What to do → Every single entry should be printed exactly.

Start of Records to process

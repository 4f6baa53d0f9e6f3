//! Text-to-image.
//!
//! ```bash
//! sd --prompt "a lighthouse at dawn" --output lighthouse.jpg
//! sd --interactive --seed 42     # then one prompt line and one output line per request
//! ```

use anyhow::Result;
use clap::Parser;
use sdloop_cli::{GenerationArgs, RuntimeArgs};
use sdloop_core::Conditioning;

#[derive(Parser, Debug)]
#[command(author, version, about = "Interactive Stable Diffusion text-to-image")]
struct Args {
    /// Model repository id or local diffusers directory.
    #[arg(long, default_value = "stabilityai/stable-diffusion-xl-base-1.0")]
    model: String,

    /// What the image should not contain.
    #[arg(
        long,
        default_value = "disfigured hands, ugly, deformed, signature, watermark, stamp"
    )]
    negative_prompt: String,

    #[command(flatten)]
    generation: GenerationArgs,

    #[command(flatten)]
    runtime: RuntimeArgs,
}

#[tokio::main]
async fn main() -> Result<()> {
    let args = Args::parse();
    sdloop_cli::init_tracing();

    sdloop_cli::run(
        &args.model,
        Some(args.negative_prompt),
        args.generation,
        args.runtime,
        Conditioning::TextToImage,
    )
    .await
}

End of Records to process

Solution to this problem →
repository 4f6baa53d0f9e6f3
//! Text-to-image.
//!
//! ```bash
//! sd --prompt "a lighthouse at dawn" --output lighthouse.jpg
//! sd --interactive --seed 42     # then one prompt line and one output line per request
//! ```

use anyhow::Result;
use clap::Parser;
use sdloop_cli::{GenerationArgs, RuntimeArgs};
use sdloop_core::Conditioning;

#[derive(Parser, Debug)]
#[command(author, version, about = "Interactive Stable Diffusion text-to-image")]
struct Args {
    /// Model repository id or local diffusers directory.
    #[arg(long, default_value = "stabilityai/stable-diffusion-xl-base-1.0")]
    model: String,

    /// What the image should not contain.
    #[arg(
        long,
        default_value = "disfigured hands, ugly, deformed, signature, watermark, stamp"
    )]
    negative_prompt: String,

    #[command(flatten)]
    generation: GenerationArgs,

    #[command(flatten)]
    runtime: RuntimeArgs,
}

#[tokio::main]
async fn main() -> Result<()> {
    let args = Args::parse();
    sdloop_cli::init_tracing();

    sdloop_cli::run(
        &args.model,
        Some(args.negative_prompt),
        args.generation,
        args.runtime,
        Conditioning::TextToImage,
    )
    .await
}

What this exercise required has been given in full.